At one point this number was closer to 200; but at a certain point it did not make sense to break down each individual sub section. There are already sections that require being written in a 'hello world' or 'student gpa' type structure in order to consistently demonstrate the context syntax across languages. In which case, it is not to much to ask that data types or arithmetic operators be inserted in a specific order each time, rather then creating a separate row for every single one. Those sections will end up a lot cleaner and more condensed as a result of a little more demand on the administrative input.
I also ended up creating a 20 page design document, which is admittedly a little more formal then functional. Still it helps to have all of the design requirements down in one place, and will act as detailed documentation in the future. The design doc proved useful when consulting with other people about possible design implementations to use.
Regroup - Future plans
Using my current design template I should be able to get some preliminary data into the database from one of the languages to act as a template. This takes care of the 'schema design' part of the project, but there is still a lot to do:
- Teach myself php.

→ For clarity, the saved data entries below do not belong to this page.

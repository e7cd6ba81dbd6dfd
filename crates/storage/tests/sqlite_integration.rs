use chrono::Duration;
use plan_core::calendar::add_days;
use plan_core::model::{Bookmark, DayId, DayReadingLog, ReadingMode, ReadingSettings, SectionId, UserStats};
use plan_core::time::{fixed_now, fixed_today};
use storage::repository::{
    AppStateRepository, BookmarkRepository, ReadingLogRepository, SettingsRepository,
    StatsCacheRepository,
};
use storage::sqlite::SqliteRepository;

fn build_log(offset: i64, points: u32) -> DayReadingLog {
    DayReadingLog::completed(
        add_days(fixed_today(), offset),
        ReadingMode::Scheduled,
        points,
        fixed_now() + Duration::days(offset),
        vec![SectionId::new(1), SectionId::new(2)],
    )
}

#[tokio::test]
async fn sqlite_roundtrip_persists_reading_logs() {
    let repo = SqliteRepository::connect("sqlite:file:memdb_logs?mode=memory&cache=shared")
        .await
        .expect("connect");
    repo.migrate().await.expect("migrate");

    let yesterday = build_log(-1, 10);
    let today = build_log(0, 30);
    repo.upsert_log(&yesterday).await.unwrap();
    repo.upsert_log(&today).await.unwrap();

    let logs = repo.list_logs().await.expect("list");
    assert_eq!(logs, vec![yesterday.clone(), today.clone()]);

    let fetched = repo.get_log(yesterday.date).await.unwrap();
    assert_eq!(fetched, Some(yesterday.clone()));
    assert_eq!(fetched.unwrap().section_ids, vec![SectionId::new(1), SectionId::new(2)]);

    // Upserting the same date replaces, never duplicates.
    let mut makeup = yesterday.clone();
    makeup.mode = ReadingMode::Makeup;
    makeup.points_earned = 5;
    repo.upsert_log(&makeup).await.unwrap();
    let logs = repo.list_logs().await.unwrap();
    assert_eq!(logs.len(), 2);
    assert_eq!(logs[0].mode, ReadingMode::Makeup);

    // Post-merge rewrite replaces the whole set transactionally.
    let replacement = build_log(-3, 15);
    repo.replace_logs(std::slice::from_ref(&replacement)).await.unwrap();
    assert_eq!(repo.list_logs().await.unwrap(), vec![replacement]);
}

#[tokio::test]
async fn sqlite_persists_uncompleted_entries_too() {
    let repo = SqliteRepository::connect("sqlite:file:memdb_uncompleted?mode=memory&cache=shared")
        .await
        .expect("connect");
    repo.migrate().await.expect("migrate");

    let draft = DayReadingLog {
        date: fixed_today(),
        mode: ReadingMode::Scheduled,
        completed: false,
        points_earned: 0,
        completed_at: None,
        section_ids: Vec::new(),
    };
    repo.upsert_log(&draft).await.unwrap();

    let fetched = repo.get_log(fixed_today()).await.unwrap().unwrap();
    assert!(!fetched.completed);
    assert!(fetched.completed_at.is_none());
    assert!(fetched.section_ids.is_empty());
}

#[tokio::test]
async fn sqlite_bookmark_settings_and_stats_round_trip() {
    let repo = SqliteRepository::connect("sqlite:file:memdb_state?mode=memory&cache=shared")
        .await
        .expect("connect");
    repo.migrate().await.expect("migrate");

    assert!(repo.get_bookmark().await.unwrap().is_none());
    let bookmark = Bookmark {
        date: fixed_today(),
        day_id: DayId::new(12),
        scroll_offset: 0.75,
    };
    repo.save_bookmark(&bookmark).await.unwrap();
    assert_eq!(repo.get_bookmark().await.unwrap(), Some(bookmark));
    repo.clear_bookmark().await.unwrap();
    assert!(repo.get_bookmark().await.unwrap().is_none());

    assert!(repo.get_settings().await.unwrap().is_none());
    let settings = ReadingSettings::new(3, Some(add_days(fixed_today(), -30)));
    repo.save_settings(&settings).await.unwrap();
    assert_eq!(repo.get_settings().await.unwrap(), Some(settings));

    let stats = UserStats {
        total_points: 120,
        current_streak_days: 4,
        longest_streak_days: 9,
        total_readings: 11,
        weekly_points: 40,
        monthly_points: 90,
        last_completed_date: Some(fixed_today()),
    };
    repo.save_stats(&stats).await.unwrap();
    assert_eq!(repo.get_stats().await.unwrap(), Some(stats.clone()));

    // Second save overwrites the singleton row.
    let newer = UserStats {
        total_points: 150,
        ..stats
    };
    repo.save_stats(&newer).await.unwrap();
    assert_eq!(repo.get_stats().await.unwrap(), Some(newer));
}

#[tokio::test]
async fn sqlite_app_state_stores_opaque_records() {
    let repo = SqliteRepository::connect("sqlite:file:memdb_appstate?mode=memory&cache=shared")
        .await
        .expect("connect");
    repo.migrate().await.expect("migrate");

    assert!(repo.get("content_version").await.unwrap().is_none());
    repo.put("content_version", "plan-2024").await.unwrap();
    repo.put("profile", r#"{"display_name":"Reader"}"#).await.unwrap();

    assert_eq!(
        repo.get("content_version").await.unwrap().as_deref(),
        Some("plan-2024")
    );

    repo.put("content_version", "plan-2025").await.unwrap();
    assert_eq!(
        repo.get("content_version").await.unwrap().as_deref(),
        Some("plan-2025")
    );
}
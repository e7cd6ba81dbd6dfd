//! Missed-day detection over a trailing window.

use chrono::NaiveDate;

use crate::calendar::{add_days, days_between};
use crate::model::LogSet;

/// Default trailing window the app inspects for catch-up suggestions.
pub const DEFAULT_LOOKBACK_DAYS: u32 = 30;

/// Computes up to `shortfall` uncompleted plan dates, nearest-first.
///
/// Obligations accrue at the weekly cadence, never daily: with `elapsed`
/// days between the effective start (the later of window start and plan
/// start) and `today`, `expected = ceil(elapsed * weekly_target / 7)`. A user
/// who reads three times a week by design is therefore never flagged for the
/// other four days.
///
/// The walk starts at yesterday, so future dates (and today itself, which is
/// still actionable) are never returned, and it stops at the effective start,
/// so nothing before the plan began is flagged. Callers wanting chronological
/// order must sort.
#[must_use]
pub fn missed_days(
    logs: &LogSet,
    lookback_days: u32,
    weekly_target: u8,
    plan_start: Option<NaiveDate>,
    today: NaiveDate,
) -> Vec<NaiveDate> {
    let window_start = add_days(today, -i64::from(lookback_days));
    let effective_start = match plan_start {
        Some(start) if start > window_start => start,
        _ => window_start,
    };

    let elapsed = days_between(effective_start, today);
    if elapsed <= 0 {
        // Fresh plan (or one starting in the future): no obligations yet.
        return Vec::new();
    }

    let target = i64::from(weekly_target.clamp(1, 7));
    let expected = (elapsed * target + 6) / 7;

    let completed = logs
        .completed_logs()
        .filter(|log| log.date >= effective_start && log.date <= today)
        .count();
    let completed = i64::try_from(completed).unwrap_or(i64::MAX);

    let shortfall = (expected - completed).max(0);
    if shortfall == 0 {
        return Vec::new();
    }

    let mut missed = Vec::new();
    let mut cursor = add_days(today, -1);
    while cursor >= effective_start && (missed.len() as i64) < shortfall {
        if !logs.is_completed(cursor) {
            missed.push(cursor);
        }
        cursor = add_days(cursor, -1);
    }
    missed
}
#![forbid(unsafe_code)]

pub mod app_services;
pub mod error;
pub mod remote;
pub mod session;
pub mod sync;

pub use plan_core::Clock;

pub use app_services::AppServices;
pub use error::{AppServicesError, RemoteConfigError, RemoteError, SessionError, SyncError};
pub use remote::{HttpRemoteStore, InMemoryRemoteStore, RemoteLogStore, ScriptedFailure};
pub use session::{
    CompletionOutcome, DayContent, PlanContent, PlanState, ReadingPlanService, RejectReason,
    StaticPlanContent,
};
pub use sync::{HydrateOutcome, PendingUpsert, SyncService, WriteState};
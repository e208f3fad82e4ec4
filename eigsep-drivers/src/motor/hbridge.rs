//! Dual H-bridge driver board
//!
//! Each axis has a PWM speed input and a direction pin. The board has one
//! enable line (active-low) and one fault line (pulled high, driven low on
//! fault) shared by both channels.
//!
//! Direction pin convention: low drives the voltage-increasing direction.
//! A channel wired with opposite polarity is marked `inverted`.

use embedded_hal::digital::{self, InputPin, OutputPin, PinState};
use embedded_hal::pwm::{self, SetDutyCycle};

use eigsep_core::traits::{MotorDriver, SpeedLimits};
use eigsep_core::{Axis, PerAxis};

/// Velocity bounds of the board
pub const HBRIDGE_LIMITS: SpeedLimits = SpeedLimits::symmetric(480);

/// Errors from the H-bridge pins
#[derive(Debug, Clone, Copy, PartialEq, Eq)]
#[cfg_attr(feature = "defmt", derive(defmt::Format))]
pub enum HBridgeError {
    /// Digital pin access failed
    Pin(digital::ErrorKind),
    /// PWM channel access failed
    Pwm(pwm::ErrorKind),
}

fn pin_err<E: digital::Error>(err: E) -> HBridgeError {
    HBridgeError::Pin(err.kind())
}

fn pwm_err<E: pwm::Error>(err: E) -> HBridgeError {
    HBridgeError::Pwm(err.kind())
}

/// One motor channel: speed PWM and direction pin
pub struct HBridgeChannel<P, D> {
    pwm: P,
    dir: D,
    inverted: bool,
}

impl<P: SetDutyCycle, D: OutputPin> HBridgeChannel<P, D> {
    pub fn new(pwm: P, dir: D, inverted: bool) -> Self {
        Self { pwm, dir, inverted }
    }

    fn drive(&mut self, velocity: i32, max: i32) -> Result<(), HBridgeError> {
        let velocity = if self.inverted { -velocity } else { velocity };

        let state = if velocity > 0 {
            PinState::Low
        } else {
            PinState::High
        };
        self.dir.set_state(state).map_err(pin_err)?;

        let speed = velocity.unsigned_abs().min(max.unsigned_abs());
        let max = max.unsigned_abs().max(1);
        // duty = speed / max of the PWM range
        let duty = (speed as u64 * self.pwm.max_duty_cycle() as u64 / max as u64) as u16;
        self.pwm.set_duty_cycle(duty).map_err(pwm_err)
    }

    fn release(&mut self) -> Result<(), HBridgeError> {
        self.pwm.set_duty_cycle_fully_off().map_err(pwm_err)
    }
}

/// Dual H-bridge board
pub struct HBridge<P, D, EN, FLT> {
    channels: PerAxis<HBridgeChannel<P, D>>,
    enable: EN,
    fault: FLT,
}

impl<P, D, EN, FLT> HBridge<P, D, EN, FLT>
where
    P: SetDutyCycle,
    D: OutputPin,
    EN: OutputPin,
    FLT: InputPin,
{
    /// Take ownership of the pins, zero both channels and enable the board
    pub fn new(
        az: HBridgeChannel<P, D>,
        alt: HBridgeChannel<P, D>,
        enable: EN,
        fault: FLT,
    ) -> Result<Self, HBridgeError> {
        let mut board = Self {
            channels: PerAxis::new(az, alt),
            enable,
            fault,
        };
        for axis in Axis::ALL {
            board.channels[axis].release()?;
        }
        board.set_enabled(true)?;
        Ok(board)
    }

    /// Drive the enable line (active-low)
    pub fn set_enabled(&mut self, enabled: bool) -> Result<(), HBridgeError> {
        if enabled {
            self.enable.set_low().map_err(pin_err)
        } else {
            self.enable.set_high().map_err(pin_err)
        }
    }
}

impl<P, D, EN, FLT> MotorDriver for HBridge<P, D, EN, FLT>
where
    P: SetDutyCycle,
    D: OutputPin,
    EN: OutputPin,
    FLT: InputPin,
{
    type Error = HBridgeError;

    fn speed_limits(&self) -> SpeedLimits {
        HBRIDGE_LIMITS
    }

    fn drive(&mut self, axis: Axis, velocity: i32) -> Result<(), Self::Error> {
        self.channels[axis].drive(velocity, HBRIDGE_LIMITS.max)
    }

    fn fault(&mut self) -> Result<bool, Self::Error> {
        self.fault.is_low().map_err(pin_err)
    }

    fn shutdown(&mut self) -> Result<(), Self::Error> {
        for axis in Axis::ALL {
            self.channels[axis].release()?;
        }
        self.set_enabled(false)
    }
}
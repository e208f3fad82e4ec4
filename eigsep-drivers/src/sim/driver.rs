//! Simulated motor driver

use embassy_sync::blocking_mutex::raw::RawMutex;

use eigsep_core::traits::{MotorDriver, SpeedLimits};
use eigsep_core::Axis;

use super::mount::SharedMount;

/// Velocity bounds of the simulated board
pub const SIM_LIMITS: SpeedLimits = SpeedLimits::symmetric(250);

/// Driver writing velocities into a simulated mount
pub struct SimDriver<'a, M: RawMutex> {
    mount: &'a SharedMount<M>,
    shut_down: bool,
}

impl<'a, M: RawMutex> SimDriver<'a, M> {
    pub fn new(mount: &'a SharedMount<M>) -> Self {
        Self {
            mount,
            shut_down: false,
        }
    }

    /// Check if the driver was shut down
    pub fn is_shut_down(&self) -> bool {
        self.shut_down
    }
}

impl<M: RawMutex> MotorDriver for SimDriver<'_, M> {
    type Error = core::convert::Infallible;

    fn speed_limits(&self) -> SpeedLimits {
        SIM_LIMITS
    }

    fn drive(&mut self, axis: Axis, velocity: i32) -> Result<(), Self::Error> {
        self.mount
            .lock(|mount| mount.borrow_mut().set_velocity(axis, velocity));
        Ok(())
    }

    fn shutdown(&mut self) -> Result<(), Self::Error> {
        self.mount.lock(|mount| {
            let mut mount = mount.borrow_mut();
            for axis in Axis::ALL {
                mount.set_velocity(axis, 0);
            }
        });
        self.shut_down = true;
        Ok(())
    }
}
//! Potentiometer sensing
//!
//! Converts raw ADC sums to voltages and classifies the recent voltage
//! trend of each axis into a [`Direction`].

pub mod direction;
pub mod history;
pub mod voltage;

pub use direction::{Direction, DirectionEstimator};
pub use history::{VoltageHistory, HISTORY_LEN};
pub use voltage::{RawPair, VoltageConverter, ADC_BITS, ADC_VREF};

Focusing on database connections and dynamic html creation.
- Program a page that can generate data from the database into an html table
- Program some kind of input application form to allow adding or editing languages in the database
- Set up the css, html header/footer, and other persistent parts of the web page
- Deal with optimization and performance issues for both the DB and web page.
- Figure out how to set up and execute proper page caching on my site
- Populate the database with at least 5 languages, starting with the existing 3 from the original site.
- Clean up the page, make it look good, test for bugs. (Test adding new sections, categories, languages)
I have a dilemma.
On one hand, I could treat these projects as if I was under a professional deadline, meaning I would be much more likely to put out rapid prototypes to get results out there; but I would have to learn from my mistakes and potentially have some bad designs built into my work because I didn't know any better at the time. Makes for a better blog post and it is good practice for real development times, but results in shoddier work and bad habits.
On the other hand, since there isn't a deadline I can take the time to learn the content and program the project right from the stat. That way I'd be better able to do the work quickly AND accurately in the future when I do have a deadline. The problem with that method is the danger of letting my deadlines constantly slip and never producing anything in a timely fashion.
I ended up spending two and a half days last week learning from a deep MIT database course. While it has helped me get a much better conceptual understanding of the systems I am working with, none of that study led to any progress on the project. Even though I have experience working with complex database systems before, I'd never had to understand deep administrative concerns for creating one. It might be overkill for the scale of my project now, but I want to make sure I do understand the low level fundamentals when I do encounter the more complex problems. Plus it makes for better coding and design habits.
For now, I'll stick to my schedule of a project blog sometime in the first half of the week, and an op-ed article in the last half. I'll just have to keep that balance of academics vs production in mind for the future.